» EXERCISE
List every line in this data where the string "Mumbai" occurs.

(Collected data entries)
- - - - -

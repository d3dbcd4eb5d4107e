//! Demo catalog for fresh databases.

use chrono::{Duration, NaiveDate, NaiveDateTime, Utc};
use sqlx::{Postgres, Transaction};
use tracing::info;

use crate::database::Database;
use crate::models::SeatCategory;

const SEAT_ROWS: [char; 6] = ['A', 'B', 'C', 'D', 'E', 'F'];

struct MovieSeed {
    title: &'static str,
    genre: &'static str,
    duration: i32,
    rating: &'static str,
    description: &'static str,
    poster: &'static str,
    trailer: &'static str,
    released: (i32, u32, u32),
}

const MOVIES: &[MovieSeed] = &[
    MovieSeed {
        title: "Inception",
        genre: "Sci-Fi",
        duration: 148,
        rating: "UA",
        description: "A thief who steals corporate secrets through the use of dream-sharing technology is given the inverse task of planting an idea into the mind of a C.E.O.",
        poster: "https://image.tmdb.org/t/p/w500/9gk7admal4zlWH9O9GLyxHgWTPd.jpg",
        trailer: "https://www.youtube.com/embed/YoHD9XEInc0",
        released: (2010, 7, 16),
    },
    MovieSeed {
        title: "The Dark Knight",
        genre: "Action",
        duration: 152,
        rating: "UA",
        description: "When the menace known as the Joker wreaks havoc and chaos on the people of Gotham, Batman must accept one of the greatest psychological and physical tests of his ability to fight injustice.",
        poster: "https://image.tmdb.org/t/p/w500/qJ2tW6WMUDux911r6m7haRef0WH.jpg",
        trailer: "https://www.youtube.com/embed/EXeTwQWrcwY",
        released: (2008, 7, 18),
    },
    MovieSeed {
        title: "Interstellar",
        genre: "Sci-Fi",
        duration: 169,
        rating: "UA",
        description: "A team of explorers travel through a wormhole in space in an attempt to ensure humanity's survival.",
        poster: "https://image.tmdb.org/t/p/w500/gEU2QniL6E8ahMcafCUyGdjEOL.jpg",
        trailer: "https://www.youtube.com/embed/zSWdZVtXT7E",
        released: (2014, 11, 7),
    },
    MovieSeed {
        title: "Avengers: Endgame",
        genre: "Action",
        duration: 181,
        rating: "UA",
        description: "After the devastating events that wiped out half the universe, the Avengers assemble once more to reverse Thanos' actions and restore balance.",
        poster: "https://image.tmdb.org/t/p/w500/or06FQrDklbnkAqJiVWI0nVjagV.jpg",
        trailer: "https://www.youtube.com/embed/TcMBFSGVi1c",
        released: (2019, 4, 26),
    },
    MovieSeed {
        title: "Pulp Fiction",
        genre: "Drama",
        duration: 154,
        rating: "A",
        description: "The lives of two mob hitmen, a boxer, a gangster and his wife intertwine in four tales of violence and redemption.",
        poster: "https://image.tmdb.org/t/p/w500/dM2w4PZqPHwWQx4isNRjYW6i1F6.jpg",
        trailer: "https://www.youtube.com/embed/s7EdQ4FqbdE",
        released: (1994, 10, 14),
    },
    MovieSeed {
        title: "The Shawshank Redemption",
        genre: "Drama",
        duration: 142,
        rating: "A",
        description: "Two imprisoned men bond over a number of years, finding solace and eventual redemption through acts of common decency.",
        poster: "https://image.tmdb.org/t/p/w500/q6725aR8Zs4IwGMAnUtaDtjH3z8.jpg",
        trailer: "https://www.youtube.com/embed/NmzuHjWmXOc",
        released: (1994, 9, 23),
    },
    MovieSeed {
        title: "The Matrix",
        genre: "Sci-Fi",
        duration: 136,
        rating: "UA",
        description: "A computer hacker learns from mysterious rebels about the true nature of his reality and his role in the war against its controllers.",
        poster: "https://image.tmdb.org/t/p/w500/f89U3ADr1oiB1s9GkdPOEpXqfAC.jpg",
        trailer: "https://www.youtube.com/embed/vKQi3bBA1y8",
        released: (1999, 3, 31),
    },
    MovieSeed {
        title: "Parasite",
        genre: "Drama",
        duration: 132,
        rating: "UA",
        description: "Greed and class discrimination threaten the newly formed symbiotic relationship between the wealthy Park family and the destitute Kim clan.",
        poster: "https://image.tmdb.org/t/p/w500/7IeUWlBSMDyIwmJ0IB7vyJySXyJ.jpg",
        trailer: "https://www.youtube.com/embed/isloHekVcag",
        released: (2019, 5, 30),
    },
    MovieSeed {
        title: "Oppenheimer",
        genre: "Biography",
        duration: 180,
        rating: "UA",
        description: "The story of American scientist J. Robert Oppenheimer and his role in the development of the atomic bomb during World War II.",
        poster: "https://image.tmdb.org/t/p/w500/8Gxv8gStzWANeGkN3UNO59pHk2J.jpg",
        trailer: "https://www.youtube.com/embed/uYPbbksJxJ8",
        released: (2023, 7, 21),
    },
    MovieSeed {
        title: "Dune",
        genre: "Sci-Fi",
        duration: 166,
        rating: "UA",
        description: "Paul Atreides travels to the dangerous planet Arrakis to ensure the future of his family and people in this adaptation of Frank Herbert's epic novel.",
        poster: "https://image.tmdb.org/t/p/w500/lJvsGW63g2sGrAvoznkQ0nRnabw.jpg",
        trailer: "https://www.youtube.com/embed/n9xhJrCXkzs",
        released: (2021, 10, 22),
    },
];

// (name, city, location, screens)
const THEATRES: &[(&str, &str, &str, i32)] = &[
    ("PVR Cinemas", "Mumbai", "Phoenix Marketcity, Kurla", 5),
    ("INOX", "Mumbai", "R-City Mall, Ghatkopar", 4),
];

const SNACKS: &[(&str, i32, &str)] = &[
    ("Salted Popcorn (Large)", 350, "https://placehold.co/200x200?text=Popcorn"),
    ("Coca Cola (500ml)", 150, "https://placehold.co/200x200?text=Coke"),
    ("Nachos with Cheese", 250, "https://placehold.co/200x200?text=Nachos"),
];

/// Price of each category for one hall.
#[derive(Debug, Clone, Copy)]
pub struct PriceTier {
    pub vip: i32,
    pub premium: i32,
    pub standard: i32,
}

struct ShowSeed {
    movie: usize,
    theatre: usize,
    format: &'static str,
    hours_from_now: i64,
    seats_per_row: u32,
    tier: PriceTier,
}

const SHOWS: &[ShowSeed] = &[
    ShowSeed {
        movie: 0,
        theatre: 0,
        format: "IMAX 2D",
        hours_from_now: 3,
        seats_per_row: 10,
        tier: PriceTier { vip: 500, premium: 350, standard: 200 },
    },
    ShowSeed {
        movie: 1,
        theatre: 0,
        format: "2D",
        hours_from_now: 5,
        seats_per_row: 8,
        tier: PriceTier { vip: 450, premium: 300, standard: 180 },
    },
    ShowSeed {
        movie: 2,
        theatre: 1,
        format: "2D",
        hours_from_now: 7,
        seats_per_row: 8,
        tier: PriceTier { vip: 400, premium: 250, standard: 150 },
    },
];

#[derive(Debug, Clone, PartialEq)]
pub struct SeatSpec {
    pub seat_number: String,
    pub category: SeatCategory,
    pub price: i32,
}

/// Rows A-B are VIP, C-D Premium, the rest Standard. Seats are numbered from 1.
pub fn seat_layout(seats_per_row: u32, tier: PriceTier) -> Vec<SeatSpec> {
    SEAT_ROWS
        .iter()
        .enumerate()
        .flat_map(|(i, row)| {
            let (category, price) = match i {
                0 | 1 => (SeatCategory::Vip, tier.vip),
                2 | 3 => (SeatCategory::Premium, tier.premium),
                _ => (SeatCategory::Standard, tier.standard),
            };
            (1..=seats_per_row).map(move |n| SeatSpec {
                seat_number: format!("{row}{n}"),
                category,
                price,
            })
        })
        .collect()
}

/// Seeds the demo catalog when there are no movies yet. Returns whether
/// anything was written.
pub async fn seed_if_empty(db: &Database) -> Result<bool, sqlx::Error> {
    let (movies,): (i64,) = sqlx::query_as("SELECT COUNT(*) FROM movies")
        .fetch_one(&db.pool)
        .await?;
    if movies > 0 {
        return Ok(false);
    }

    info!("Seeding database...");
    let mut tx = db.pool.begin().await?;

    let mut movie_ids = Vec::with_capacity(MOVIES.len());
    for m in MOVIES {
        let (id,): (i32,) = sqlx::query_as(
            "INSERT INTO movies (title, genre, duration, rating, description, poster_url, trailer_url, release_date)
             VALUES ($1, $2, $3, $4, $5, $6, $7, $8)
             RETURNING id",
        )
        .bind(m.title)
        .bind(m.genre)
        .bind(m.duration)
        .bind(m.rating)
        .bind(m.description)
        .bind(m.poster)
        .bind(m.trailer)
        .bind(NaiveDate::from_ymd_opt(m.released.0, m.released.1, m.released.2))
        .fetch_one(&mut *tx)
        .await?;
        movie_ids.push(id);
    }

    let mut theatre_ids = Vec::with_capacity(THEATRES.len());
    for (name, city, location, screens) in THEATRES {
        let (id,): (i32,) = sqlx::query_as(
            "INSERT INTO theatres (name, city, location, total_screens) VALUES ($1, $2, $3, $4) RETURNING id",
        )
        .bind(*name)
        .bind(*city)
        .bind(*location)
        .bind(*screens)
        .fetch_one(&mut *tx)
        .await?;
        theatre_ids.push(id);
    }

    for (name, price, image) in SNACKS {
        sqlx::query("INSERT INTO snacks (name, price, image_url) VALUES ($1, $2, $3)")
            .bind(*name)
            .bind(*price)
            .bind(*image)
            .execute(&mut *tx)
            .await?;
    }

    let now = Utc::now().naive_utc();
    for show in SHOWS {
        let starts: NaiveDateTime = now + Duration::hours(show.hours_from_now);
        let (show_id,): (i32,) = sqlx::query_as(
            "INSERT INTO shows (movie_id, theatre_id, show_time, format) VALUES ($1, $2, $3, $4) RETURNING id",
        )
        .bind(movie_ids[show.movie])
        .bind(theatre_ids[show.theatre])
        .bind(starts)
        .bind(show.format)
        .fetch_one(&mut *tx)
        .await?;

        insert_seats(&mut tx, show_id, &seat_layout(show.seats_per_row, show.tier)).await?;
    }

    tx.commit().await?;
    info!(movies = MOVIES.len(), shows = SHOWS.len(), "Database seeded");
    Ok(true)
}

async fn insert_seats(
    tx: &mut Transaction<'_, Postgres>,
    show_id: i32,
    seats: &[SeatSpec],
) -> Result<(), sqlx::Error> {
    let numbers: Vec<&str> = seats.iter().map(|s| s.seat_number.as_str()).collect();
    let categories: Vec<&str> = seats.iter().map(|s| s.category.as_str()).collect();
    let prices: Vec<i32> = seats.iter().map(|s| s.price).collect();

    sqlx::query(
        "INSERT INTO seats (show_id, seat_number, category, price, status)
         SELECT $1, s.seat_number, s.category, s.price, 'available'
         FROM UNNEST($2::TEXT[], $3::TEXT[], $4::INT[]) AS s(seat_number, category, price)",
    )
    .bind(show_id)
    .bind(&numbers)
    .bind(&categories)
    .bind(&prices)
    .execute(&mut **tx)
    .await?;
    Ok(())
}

- - - - -

» WRITTEN SOLUTION
    ("PVR Cinemas", "Mumbai", "Phoenix Marketcity, Kurla", 5),
    ("INOX", "Mumbai", "R-City Mall, Ghatkopar", 4),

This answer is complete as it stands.